> WHAT YOU SHOULD DO:
Your answer should be a single number: how many lines in the data below hold the string "reader".

===== DATA EXTRACT

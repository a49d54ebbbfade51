//! IP-to-country classification
//!
//! Addresses are normalized into a single ordered 128-bit key space and
//! matched against a table of `(low, high, country)` ranges. The table can be
//! streamed from disk per lookup or loaded once into a [`RangeIndex`].

pub mod classifier;
pub mod decimal;
pub mod error;
pub mod index;
pub mod key;
pub mod range;
pub mod reader;
pub mod service;

/// Country code returned when no range matches or the address is invalid
pub const UNKNOWN_COUNTRY: &str = "ZZ";

pub use classifier::{classify, classify_str};
pub use decimal::{decimal_to_key, is_v4_sized_decimal};
pub use error::{GeoIpError, GeoIpResult};
pub use index::RangeIndex;
pub use key::{normalize, AddressKey};
pub use range::{parse_record, RangeRecord};
pub use reader::RangeTableReader;
pub use service::CountryLookup;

==========

> RESULT:
2